Schließlich war auch die beantragte Durchführung eines Augenscheines nicht erforderlich, da der Beschwerdeführer kein relevantes Beweisthema konkretisiert hat und die Akten nicht erkennen lassen, dass die mündliche Erörterung zu einer weiteren Klärung der Rechtssache führen könnte. Da dem Vorauszahlungsbescheid auch nicht die Funktion zukommt, einen bindenden Rahmen für die tatsächlich auflaufenden Vollstreckungskosten festzulegen (vgl VwGH 08.04.2014, 2011/05/0050), steht dem Entfall einer mündlichen Verhandlung weder Art 6 Abs 1 der Konvention zum Schutze der Menschenrechte und Grundfreiheiten noch Art 47 der Charta der Grundrechte der Europäischen Union entgegen. Das Landesverwaltungsgericht sieht somit gemäß § 24 Abs 4 VwGVG von der Durchführung einer öffentlichen mündlichen Verhandlung ab. Die Beschwerde erweist sich als unbegründet und ist abzuweisen.

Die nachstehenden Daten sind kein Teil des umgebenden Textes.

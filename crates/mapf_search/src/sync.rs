//! Synchronized two-stage search: the smallest `(horizon, tau)` at which
//! every agent can stand on a pickup at `tau` and on a drop at the horizon.
//!
//! Reachability bounds shrink the window before any flow is built: the
//! slowest start-to-pickup distance floors `tau`, and the k-th smallest
//! pickup-to-drop distance floors the carry leg. The outer horizon search
//! is exponential-then-binary; the inner scan tries `tau` ascending and
//! keeps the first feasible value, so the reported pair is lexicographically
//! minimal regardless of worker count.

use std::collections::{BTreeMap, HashMap};

use indicatif::ProgressBar;
use rayon::prelude::*;
use serde::Serialize;

use mapf_core::error::PlanError;
use mapf_core::reachability::{cached_multi_source_bfs, kth_smallest_distance, max_distance_to};
use mapf_core::{plan_flow_sync, Cell, Grid};

use crate::agents::AgentState;
use crate::params::SearchParams;
use crate::rounds::validate_agents;

/// A planned synchronized round, keyed by agent id.
#[derive(Debug, Clone, PartialEq, Eq, Serialize)]
pub struct SyncPlan {
    pub horizon: u32,
    /// Step at which every agent stands on a pickup.
    pub tau: u32,
    pub paths: BTreeMap<u32, Vec<Cell>>,
}

/// Plan a synchronized round, requiring a drop cell per agent.
///
/// Missing `drop_caps` entries default to one slot per drop.
pub fn plan_round_sync(
    grid: &Grid,
    agents: &[AgentState],
    pickups: &[Cell],
    drops: &[Cell],
    drop_caps: &HashMap<Cell, u32>,
    params: &SearchParams,
) -> Result<Option<SyncPlan>, PlanError> {
    if drops.len() < agents.len() {
        return Err(PlanError::InvalidInput(format!(
            "synchronized rounds need one drop per agent (drops={}, agents={})",
            drops.len(),
            agents.len()
        )));
    }
    search_min_horizon_sync(grid, agents, pickups, drops, drop_caps, params)
}

/// Find the lexicographically smallest feasible `(horizon, tau)` within the
/// horizon cap, with its paths.
pub fn search_min_horizon_sync(
    grid: &Grid,
    agents: &[AgentState],
    pickups: &[Cell],
    drops: &[Cell],
    drop_caps: &HashMap<Cell, u32>,
    params: &SearchParams,
) -> Result<Option<SyncPlan>, PlanError> {
    if agents.is_empty() {
        return Ok(Some(SyncPlan {
            horizon: 0,
            tau: 0,
            paths: BTreeMap::new(),
        }));
    }
    validate_agents(agents)?;

    let starts: Vec<Cell> = agents.iter().map(|agent| agent.pos).collect();
    let drop_cap_list: Vec<u32> = drops
        .iter()
        .map(|cell| drop_caps.get(cell).copied().unwrap_or(1))
        .collect();

    // Bounds from the grid alone; provably hopeless instances end here.
    let to_pickups = cached_multi_source_bfs(grid, pickups);
    let Some(tau_floor) = max_distance_to(grid, &to_pickups, &starts) else {
        return Ok(None);
    };
    let to_drops = cached_multi_source_bfs(grid, drops);
    let Some(carry_floor) = kth_smallest_distance(grid, &to_drops, pickups, agents.len()) else {
        return Ok(None);
    };
    let lower = tau_floor.saturating_add(carry_floor);

    let instance = SyncInstance {
        grid,
        starts: &starts,
        pickups,
        drops,
        drop_cap_list: &drop_cap_list,
        tau_floor,
        carry_floor,
        params,
    };

    let found = if params.parallel() {
        let pool = rayon::ThreadPoolBuilder::new()
            .num_threads(params.total_workers)
            .build()
            .expect("failed to create search worker pool");
        pool.install(|| search_outer(&instance, lower))?
    } else {
        search_outer(&instance, lower)?
    };

    Ok(found.map(|(horizon, tau, paths)| SyncPlan {
        horizon,
        tau,
        paths: agents
            .iter()
            .zip(paths)
            .map(|(agent, path)| (agent.id, path))
            .collect(),
    }))
}

struct SyncInstance<'a> {
    grid: &'a Grid,
    starts: &'a [Cell],
    pickups: &'a [Cell],
    drops: &'a [Cell],
    drop_cap_list: &'a [u32],
    tau_floor: u32,
    carry_floor: u32,
    params: &'a SearchParams,
}

type SyncHit = (u32, u32, Vec<Vec<Cell>>);

fn search_outer(instance: &SyncInstance<'_>, lower: u32) -> Result<Option<SyncHit>, PlanError> {
    let params = instance.params;
    let cap = params.horizon_cap;
    let serial_slots = params.tau_workers(1);
    if lower > cap {
        return Ok(None);
    }
    if let Some((tau, paths)) = probe_horizon(instance, lower, serial_slots)? {
        return Ok(Some((lower, tau, paths)));
    }
    if lower == cap {
        return Ok(None);
    }

    let mut low = lower + 1;
    let mut delta = 1u32;
    let mut best: SyncHit;
    loop {
        let high = lower.saturating_add(delta);
        if high >= cap {
            match probe_horizon(instance, cap, serial_slots)? {
                Some((tau, paths)) => {
                    best = (cap, tau, paths);
                    break;
                }
                None => return Ok(None),
            }
        }
        if let Some((tau, paths)) = probe_horizon(instance, high, serial_slots)? {
            best = (high, tau, paths);
            break;
        }
        low = high + 1;
        delta = delta.saturating_mul(2);
    }
    if params.horizon_workers > 1 && params.parallel() {
        // Refine by scanning the window in ascending batches of candidate
        // horizons; the first feasible one is the minimum.
        let candidates: Vec<u32> = (low..best.0).collect();
        for batch in candidates.chunks(params.horizon_workers) {
            let slots = params.tau_workers(batch.len());
            let outcomes: Vec<Option<(u32, Vec<Vec<Cell>>)>> = batch
                .par_iter()
                .map(|&t| probe_horizon(instance, t, slots))
                .collect::<Result<_, PlanError>>()?;
            if let Some((i, (tau, paths))) = outcomes
                .into_iter()
                .enumerate()
                .find_map(|(i, hit)| hit.map(|found| (i, found)))
            {
                best = (batch[i], tau, paths);
                break;
            }
        }
    } else {
        let mut high = best.0 - 1;
        while low <= high {
            let mid = low + (high - low) / 2;
            if let Some((tau, paths)) = probe_horizon(instance, mid, serial_slots)? {
                best = (mid, tau, paths);
                high = mid - 1;
            } else {
                low = mid + 1;
            }
        }
    }
    Ok(Some(best))
}

/// Scan `tau` ascending for one candidate horizon; the first feasible value
/// wins. With more than one slot, consecutive candidates are probed in
/// batches and the earliest hit of the batch is kept.
fn probe_horizon(
    instance: &SyncInstance<'_>,
    horizon: u32,
    slots: usize,
) -> Result<Option<(u32, Vec<Vec<Cell>>)>, PlanError> {
    let tau_low = instance.tau_floor;
    if horizon < instance.carry_floor || horizon - instance.carry_floor < tau_low {
        return Ok(None);
    }
    let tau_high = horizon - instance.carry_floor;

    let solve = |tau: u32| -> Result<Option<Vec<Vec<Cell>>>, PlanError> {
        Ok(plan_flow_sync(
            instance.grid,
            instance.starts,
            instance.pickups,
            instance.drops,
            instance.drop_cap_list,
            horizon,
            tau,
            instance.params.method,
        )?
        .into_paths())
    };

    if slots <= 1 {
        let bar = instance
            .params
            .show_progress
            .then(|| ProgressBar::new(u64::from(tau_high - tau_low) + 1));
        for tau in tau_low..=tau_high {
            let hit = solve(tau)?;
            if let Some(ref bar) = bar {
                bar.inc(1);
            }
            if let Some(paths) = hit {
                if let Some(ref bar) = bar {
                    bar.finish_and_clear();
                }
                return Ok(Some((tau, paths)));
            }
        }
        if let Some(ref bar) = bar {
            bar.finish_and_clear();
        }
        return Ok(None);
    }

    let candidates: Vec<u32> = (tau_low..=tau_high).collect();
    for batch in candidates.chunks(slots) {
        let outcomes: Vec<Option<Vec<Vec<Cell>>>> = batch
            .par_iter()
            .map(|&tau| solve(tau))
            .collect::<Result<_, PlanError>>()?;
        if let Some((i, paths)) = outcomes
            .into_iter()
            .enumerate()
            .find_map(|(i, hit)| hit.map(|paths| (i, paths)))
        {
            return Ok(Some((batch[i], paths)));
        }
    }
    Ok(None)
}
//! Rotation-aware network: each cell expands into four oriented states.
//!
//! A move is only offered along the current facing; turning 90° costs one
//! step, so a half turn costs two. Waits keep the facing. Move gadgets stay
//! per grid edge, one bottleneck regardless of orientation, so cell swaps
//! remain excluded; a reserved cell removes all four oriented occupancy
//! arcs at that step.

use std::collections::BTreeMap;

use crate::flow::FlowGraph;
use crate::grid::{Cell, Dir, Grid};
use crate::reservations::Reservations;

/// Node roles inside the oriented network.
#[derive(Debug, Clone, Copy, PartialEq, Eq)]
pub(crate) enum RotNode {
    Source,
    Sink,
    In { cell: u32, dir: Dir, t: u32 },
    Out { cell: u32, dir: Dir, t: u32 },
    GadgetIn { edge: u32, t: u32 },
    GadgetOut { edge: u32, t: u32 },
    Collector { target: u32 },
}

pub(crate) struct RotNet {
    pub graph: FlowGraph,
    pub horizon: u32,
    cells: u32,
    edge_count: u32,
    gadget_base: u32,
    collector_base: u32,
}

impl RotNet {
    pub const SOURCE: u32 = 0;
    pub const SINK: u32 = 1;

    pub fn source(&self) -> u32 {
        Self::SOURCE
    }

    pub fn sink(&self) -> u32 {
        Self::SINK
    }

    pub fn state_in(&self, cell: u32, dir: Dir, t: u32) -> u32 {
        2 + 2 * ((t * self.cells + cell) * 4 + dir.index() as u32)
    }

    pub fn state_out(&self, cell: u32, dir: Dir, t: u32) -> u32 {
        self.state_in(cell, dir, t) + 1
    }

    fn gadget_in(&self, edge: u32, t: u32) -> u32 {
        self.gadget_base + 2 * (t * self.edge_count + edge)
    }

    pub fn classify(&self, node: u32) -> RotNode {
        match node {
            Self::SOURCE => RotNode::Source,
            Self::SINK => RotNode::Sink,
            n if n < self.gadget_base => {
                let slot = (n - 2) / 2;
                let dir = Dir::from_index((slot % 4) as usize).expect("facing index in range");
                let cell_t = slot / 4;
                let cell = cell_t % self.cells;
                let t = cell_t / self.cells;
                if (n - 2) % 2 == 0 {
                    RotNode::In { cell, dir, t }
                } else {
                    RotNode::Out { cell, dir, t }
                }
            }
            n if n < self.collector_base => {
                let slot = (n - self.gadget_base) / 2;
                let edge = slot % self.edge_count;
                let t = slot / self.edge_count;
                if (n - self.gadget_base) % 2 == 0 {
                    RotNode::GadgetIn { edge, t }
                } else {
                    RotNode::GadgetOut { edge, t }
                }
            }
            n => RotNode::Collector {
                target: n - self.collector_base,
            },
        }
    }
}

pub(crate) fn build(
    grid: &Grid,
    starts: &[Cell],
    start_dirs: &[Dir],
    targets: &[Cell],
    caps: &[u32],
    horizon: u32,
    reservations: &Reservations,
) -> RotNet {
    let cells = grid.cell_count() as u32;
    let edges = grid.passable_edges();
    let edge_count = edges.len() as u32;
    let gadget_base = 2 + 8 * cells * (horizon + 1);
    let collector_base = gadget_base + 2 * edge_count * horizon;

    // Capacity per distinct target cell; duplicate entries add up.
    let mut target_caps: BTreeMap<u32, i64> = BTreeMap::new();
    for (cell, &cap) in targets.iter().zip(caps) {
        *target_caps.entry(grid.index(*cell) as u32).or_insert(0) += i64::from(cap);
    }

    let node_count = collector_base + target_caps.len() as u32;
    let mut net = RotNet {
        graph: FlowGraph::with_nodes(node_count as usize),
        horizon,
        cells,
        edge_count,
        gadget_base,
        collector_base,
    };

    // Oriented occupancy, waits, and quarter turns.
    for index in 0..cells {
        if !grid.passable_index(index as usize) {
            continue;
        }
        let cell = grid.cell_at(index as usize);
        for t in 0..=horizon {
            if reservations.vertex_reserved(cell, t) {
                continue;
            }
            for dir in Dir::ALL {
                net.graph
                    .add_arc(net.state_in(index, dir, t), net.state_out(index, dir, t), 1);
                if t < horizon {
                    let from = net.state_out(index, dir, t);
                    net.graph.add_arc(from, net.state_in(index, dir, t + 1), 1);
                    for turned in dir.perpendicular() {
                        net.graph.add_arc(from, net.state_in(index, turned, t + 1), 1);
                    }
                }
            }
        }
    }

    // Move gadgets: entry only along the facing that crosses the edge; the
    // exit restores the geometric facing on the far side.
    for (edge, &(a, b)) in edges.iter().enumerate() {
        let (cell_a, cell_b) = (grid.cell_at(a as usize), grid.cell_at(b as usize));
        let ahead = Dir::between(cell_a, cell_b).expect("edge endpoints are adjacent");
        let back = ahead.opposite();
        for t in 0..horizon {
            if reservations.edge_reserved(cell_a, cell_b, t) {
                continue;
            }
            let g_in = net.gadget_in(edge as u32, t);
            let g_out = g_in + 1;
            net.graph.add_arc(net.state_out(a, ahead, t), g_in, 1);
            net.graph.add_arc(net.state_out(b, back, t), g_in, 1);
            net.graph.add_arc(g_in, g_out, 1);
            net.graph.add_arc(g_out, net.state_in(b, ahead, t + 1), 1);
            net.graph.add_arc(g_out, net.state_in(a, back, t + 1), 1);
        }
    }

    // Drain: a target accepts arrivals in any facing, bounded by its capacity.
    for (slot, (&index, &cap)) in target_caps.iter().enumerate() {
        if cap == 0 {
            continue;
        }
        let collector = collector_base + slot as u32;
        for dir in Dir::ALL {
            net.graph
                .add_arc(net.state_out(index, dir, horizon), collector, 1);
        }
        net.graph.add_arc(collector, RotNet::SINK, cap);
    }

    for (&start, &dir) in starts.iter().zip(start_dirs) {
        let to = net.state_in(grid.index(start) as u32, dir, 0);
        net.graph.add_arc(RotNet::SOURCE, to, 1);
    }

    net
}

IV. Unzulässigkeit der ordentlichen Revision:
Die ordentliche Revision ist unzulässig, da keine Rechtsfrage iSd Art 133 Abs 4 B-VG zu beurteilen war, der grundsätzliche Bedeutung zukommt. Weder weicht die gegenständliche Entscheidung von der bisherigen Rechtsprechung des Verwaltungsgerichtshofes ab, noch fehlt es an einer Rechtsprechung des Verwaltungsgerichtshofes. Weiters ist die dazu vorliegende Rechtsprechung des Verwaltungsgerichtshofes auch nicht als uneinheitlich zu beurteilen. Ebenfalls liegen keine sonstigen Hinweise auf eine grundsätzliche Bedeutung der zu lösenden Rechtsfrage vor.
R e c h t s m i t t e l b e l e h r u n g
Soweit die ordentliche Revision an den Verwaltungsgerichtshof in Wien für zulässig erklärt worden ist, kann innerhalb von sechs Wochen ab dem Tag der Zustellung dieser Entscheidung eine ordentliche Revision erhoben werden. Im Fall der Nichtzulassung der ordentlichen Revision kann innerhalb dieser Frist nur die außerordentliche Revision an den Verwaltungsgerichtshof erhoben werden.
Wenn allerdings in einer Verwaltungsstrafsache oder in einer Finanzstrafsache eine Geldstrafe von bis zu Euro 750,00 und keine Freiheitsstrafe verhängt werden durfte und im Erkenntnis eine Geldstrafe von bis zu Euro 400,00 verhängt wurde, ist eine (ordentliche oder außerordentliche) Revision an den Verwaltungsgerichthof wegen Verletzung in Rechten nicht zulässig.
Jedenfalls kann gegen diese Entscheidung binnen sechs Wochen ab der Zustellung Beschwerde an den Verfassungsgerichtshof, Freyung 8, 1010 Wien, erhoben werden.
Die genannten Rechtsmittel sind von einem bevollmächtigten Rechtsanwalt bzw einer bevollmächtigten Rechtsanwältin abzufassen und einzubringen und es ist eine Eingabegebühr von Euro 240,00 zu entrichten. Die Beschwerde an den Verfassungsgerichtshof ist direkt bei diesem, die (ordentliche oder außerordentliche) Revision an den Verwaltungsgerichtshof ist beim Verwaltungsgericht einzubringen.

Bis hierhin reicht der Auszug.